# possibly moving to a single 15" setup, ideas?



## Jasper (Apr 2, 2004)

as of now, i have 2 brand new (never installed) Infinity Kappa 12 Perfect VQ's. i was originally going to build a pair of 1.2CF fiberglassed boxes (sealed) and have the pair of them bump...well...that was 6 months ago.

ive been contemplating the idea of a single 15 for a while now, since my buddy adam got a single Adire Brahma 15. needless to say, im VERY intrigued.

i've had the kappa's in my room for about 6 months now. i was going to install them, then my HU (alpine cd-9805) at the time, **** the bed. i was stuck. got frustrated. and ripped out the whole system. sold the speakers, both amps, and the old subs (alpine TypeS's, got them as a gift 2 years ago)

ive since been spending far too much upgrading. ive got my CDT ES643's now, and a USAmps TU-600. next is the Alpine IVA-D300 (maybe 310?) and the H701 processor. and well, since im upgrading everything else, im really considering selling the subs now and getting another... (especially since someone offered me $500 for both subs and an old set of Polk's i had lying around)

here's my specs


has to perform well in a sealed enclosure. im a much bigger SQ nut than i am an SPL junkie. it has to pound, but i'm not looking for 140+ dB here 24/7

i'd prefer it to perform with ~ 1000w (this is not set in stone)....you see, i'm very partial to USAmps, and i'd love to get a DE-1000 (which is what i planned on ordering, since it'd be perfect to run both kappa's)

*edit, i'd prefer dual voice coils, just to give me more options with amps (i f*cked myself with the kappa's...since i pretty much needed an amp to do 1000w @ 2ohm)

also i've debated a JL 13w7, since i've heard them, and i KNOW they'll pound and still sound pretty good

....i'm open to suggestions on amps as well


price is not as much of an issue. i make pretty **** good money (~$450/week) working 2 - 3 days a week ... so saving isnt an issue....plus, i'll have the $500 from the kappa's to play around with

i've heard a lot of good things about the Adire Brahma (adam cant say enough)
same with the RE XXX...but from what i've read, it doesnt perform as well in sealed enclosures, and it still loses to the Brahma in SQ
Orion? Crystal Comp's? i have no idea. i obviously have a lot of research to do, but i'm looking for a push in the right direction


any ideas?


----------



## Nismo1997 (Dec 26, 2003)

The L7 makes alot of bass for a single 15" sub


----------



## Jasper (Apr 2, 2004)

Nismo1997 said:


> The L7 makes alot of bass for a single 15" sub



looking for SQ. the L7's are VERY lacking as far as SQ. the RE XXX loses a bit vs the brahma....but thats mostly because it doesnt do so well in a sealed box. ported is still an option for me, but i'd prefer to stay sealed


----------



## Binger (Aug 29, 2002)

untrue...I've heard L7s sound very good...in a big vented enclosure. Its all a matter of how its tuned...turn the sub amp down and they sound clean...crank the dial up and they will shake your teeth.


----------



## sr20dem0n (Mar 19, 2003)

L7s can sound decent if set up very well, but even then they really aren't that impressive. He's going for sound quality, kicker is not even in the top 20 when it comes to that, it would really be a disgrace to his front stage to pair them up with an L7.


----------



## I'm tired of my usernamee (Feb 16, 2004)

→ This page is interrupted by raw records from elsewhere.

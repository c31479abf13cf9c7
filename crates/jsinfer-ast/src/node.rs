//! AST nodes.

use crate::ops::{
    AssignmentOperator, BinaryOperator, LogicalOperator, UnaryOperator, UpdateOperator,
};
use jsinfer_binder::SymbolId;
use jsinfer_common::Atom;
use std::sync::Arc;

/// One property entry of an object expression.
///
/// The binder has already created a property symbol for the key; the value is
/// inferred by the engine.
#[derive(Clone, Debug)]
pub struct ObjectProperty {
    pub symbol: SymbolId,
    pub value: Node,
}

/// Body of a function: a single expression (arrow shorthand) or a statement
/// block.
#[derive(Clone, Debug)]
pub enum FunctionBody {
    Expression(Node),
    Block(Vec<Node>),
}

/// A function declaration or expression.
///
/// Shared via `Arc` so a `FunctionType` can point back at its declaration
/// after the enclosing traversal has moved on.
#[derive(Clone, Debug)]
pub struct FunctionNode {
    /// Symbol of the function itself (named declarations); `None` for
    /// anonymous expressions.
    pub symbol: Option<SymbolId>,
    /// Symbol bound to `this` inside the body, when the body mentions it.
    pub this_symbol: Option<SymbolId>,
    /// Parameter identifiers, in order. Each carries its own symbol.
    pub params: Vec<Node>,
    pub body: FunctionBody,
}

/// An AST node.
///
/// The set of shapes mirrors what the refinement rules dispatch on; adding a
/// new shape means registering a new rule, not editing existing ones.
#[derive(Clone, Debug)]
pub enum Node {
    Program { body: Vec<Node> },

    // Statements
    BlockStatement { body: Vec<Node> },
    ExpressionStatement { expression: Box<Node> },
    VariableDeclaration { declarations: Vec<Node> },
    VariableDeclarator { id: Box<Node>, init: Option<Box<Node>> },
    IfStatement { test: Box<Node>, consequent: Box<Node>, alternate: Option<Box<Node>> },
    WhileStatement { test: Box<Node>, body: Box<Node> },
    DoWhileStatement { body: Box<Node>, test: Box<Node> },
    ForStatement {
        init: Option<Box<Node>>,
        test: Option<Box<Node>>,
        update: Option<Box<Node>>,
        body: Box<Node>,
    },
    ForOfStatement { left: Box<Node>, right: Box<Node>, body: Box<Node> },
    ReturnStatement { argument: Option<Box<Node>> },
    ThrowStatement { argument: Box<Node> },
    BreakStatement,

    // Expressions
    Identifier { name: Atom, symbol: Option<SymbolId> },
    ThisExpression { symbol: Option<SymbolId> },
    NumberLiteral { value: f64 },
    StringLiteral { value: Atom },
    BooleanLiteral { value: bool },
    NullLiteral,
    TemplateLiteral { expressions: Vec<Node> },
    ObjectExpression { properties: Vec<ObjectProperty> },
    ArrayExpression { elements: Vec<Node> },
    MemberExpression { object: Box<Node>, property: Box<Node> },
    AssignmentExpression { operator: AssignmentOperator, left: Box<Node>, right: Box<Node> },
    BinaryExpression { operator: BinaryOperator, left: Box<Node>, right: Box<Node> },
    LogicalExpression { operator: LogicalOperator, left: Box<Node>, right: Box<Node> },
    UnaryExpression { operator: UnaryOperator, argument: Box<Node> },
    UpdateExpression { operator: UpdateOperator, argument: Box<Node> },
    ConditionalExpression { test: Box<Node>, consequent: Box<Node>, alternate: Box<Node> },
    SequenceExpression { expressions: Vec<Node> },
    CallExpression { callee: Box<Node>, arguments: Vec<Node> },
    Function(Arc<FunctionNode>),
}

impl Node {
    /// The node's discriminant name, for diagnostics.
    pub fn kind_name(&self) -> &'static str {
        match self {
            Self::Program { .. } => "Program",
            Self::BlockStatement { .. } => "BlockStatement",
            Self::ExpressionStatement { .. } => "ExpressionStatement",
            Self::VariableDeclaration { .. } => "VariableDeclaration",
            Self::VariableDeclarator { .. } => "VariableDeclarator",
            Self::IfStatement { .. } => "IfStatement",
            Self::WhileStatement { .. } => "WhileStatement",
            Self::DoWhileStatement { .. } => "DoWhileStatement",
            Self::ForStatement { .. } => "ForStatement",
            Self::ForOfStatement { .. } => "ForOfStatement",
            Self::ReturnStatement { .. } => "ReturnStatement",
            Self::ThrowStatement { .. } => "ThrowStatement",
            Self::BreakStatement => "BreakStatement",
            Self::Identifier { .. } => "Identifier",
            Self::ThisExpression { .. } => "ThisExpression",
            Self::NumberLiteral { .. } => "NumberLiteral",
            Self::StringLiteral { .. } => "StringLiteral",
            Self::BooleanLiteral { .. } => "BooleanLiteral",
            Self::NullLiteral => "NullLiteral",
            Self::TemplateLiteral { .. } => "TemplateLiteral",
            Self::ObjectExpression { .. } => "ObjectExpression",
            Self::ArrayExpression { .. } => "ArrayExpression",
            Self::MemberExpression { .. } => "MemberExpression",
            Self::AssignmentExpression { .. } => "AssignmentExpression",
            Self::BinaryExpression { .. } => "BinaryExpression",
            Self::LogicalExpression { .. } => "LogicalExpression",
            Self::UnaryExpression { .. } => "UnaryExpression",
            Self::UpdateExpression { .. } => "UpdateExpression",
            Self::ConditionalExpression { .. } => "ConditionalExpression",
            Self::SequenceExpression { .. } => "SequenceExpression",
            Self::CallExpression { .. } => "CallExpression",
            Self::Function(_) => "Function",
        }
    }

    /// The symbol an identifier-like node resolves to, if bound.
    pub fn symbol(&self) -> Option<SymbolId> {
        match self {
            Self::Identifier { symbol, .. } | Self::ThisExpression { symbol } => *symbol,
            Self::Function(function) => function.symbol,
            _ => None,
        }
    }

    // Convenience constructors, mostly for tests and embedders building
    // trees by hand.

    pub fn number(value: f64) -> Self {
        Self::NumberLiteral { value }
    }

    pub fn string(value: &str) -> Self {
        Self::StringLiteral { value: jsinfer_common::intern(value) }
    }

    pub fn boolean(value: bool) -> Self {
        Self::BooleanLiteral { value }
    }

    pub fn ident(name: &str, symbol: SymbolId) -> Self {
        Self::Identifier { name: jsinfer_common::intern(name), symbol: Some(symbol) }
    }

    /// The `undefined` identifier, which is never symbol-bound.
    pub fn undefined() -> Self {
        Self::Identifier { name: jsinfer_common::intern("undefined"), symbol: None }
    }

    pub fn member(object: Node, property: Node) -> Self {
        Self::MemberExpression { object: Box::new(object), property: Box::new(property) }
    }

    pub fn assign(left: Node, right: Node) -> Self {
        Self::AssignmentExpression {
            operator: AssignmentOperator::Assign,
            left: Box::new(left),
            right: Box::new(right),
        }
    }

    pub fn call(callee: Node, arguments: Vec<Node>) -> Self {
        Self::CallExpression { callee: Box::new(callee), arguments }
    }
}

#[cfg(test)]
mod tests {
    use super::*;

    #[test]
    fn kind_names_match_shapes() {
        assert_eq!(Node::number(1.0).kind_name(), "NumberLiteral");
        assert_eq!(Node::NullLiteral.kind_name(), "NullLiteral");
        assert_eq!(
            Node::assign(Node::undefined(), Node::number(1.0)).kind_name(),
            "AssignmentExpression"
        );
    }

    #[test]
    fn undefined_identifier_is_unbound() {
        assert_eq!(Node::undefined().symbol(), None);
    }
}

you could try out Elemental Designs though. Decent price for the quality, you could check out the 16ov2. 700rms and should work well in a sealed enclosure
http://www.edesignaudio.com/16ov2_spec.htm


----------



## Punkrocka436 (Jul 8, 2003)

JL 13w6v2 would sound great and still get loud. w6 has to be one of the BEST sound quality subs I have heard. Also, the IDMAX, Elemental Designs A series, w7, Alpine Type X, OZ ME. 

If it were me, i would go with an IDMAX, but I am partial to image dynamics after hearing how well my little IDQ sounds.


----------



## Jasper (Apr 2, 2004)

Punkrocka436 said:


> JL 13w6v2 would sound great and still get loud. w6 has to be one of the BEST sound quality subs I have heard. Also, the IDMAX, Elemental Designs A series, w7, Alpine Type X, OZ ME.
> 
> If it were me, i would go with an IDMAX, but I am partial to image dynamics after hearing how well my little IDQ sounds.


there is no 15inch IDMAX though :/

at the moment im undecided.

the Adire Brahma 15 MKII is out of the question. waiting multiple months for a backorder isnt what i had in mind.

the RE XXX would be here in 4-6 business days, but im not sure i want to go ported quite yet. tuned to 27hz, i wouldnt lose as much SQ as i would if i tuned higher, but it's not gonna be as tight and punchy.

the Crystal CMPx2 15 seems to be my best choice. it excels in sealed enclosures, is very efficient (people have hit mid 140's easily, and its RMS rating is only like 800w (=great match for the USAmps DE-1000). CarDomain HAD them listed @ $419 shipped (just a little cheaper than the RE XXX and the Brahma)
only downside is, i cant find any other *authorized* online retailers, and there is no one local to me that sells Crystal. i'm still waiting to hear from Bumpin (find out where he got his Crystal CMPx2 12's)


----------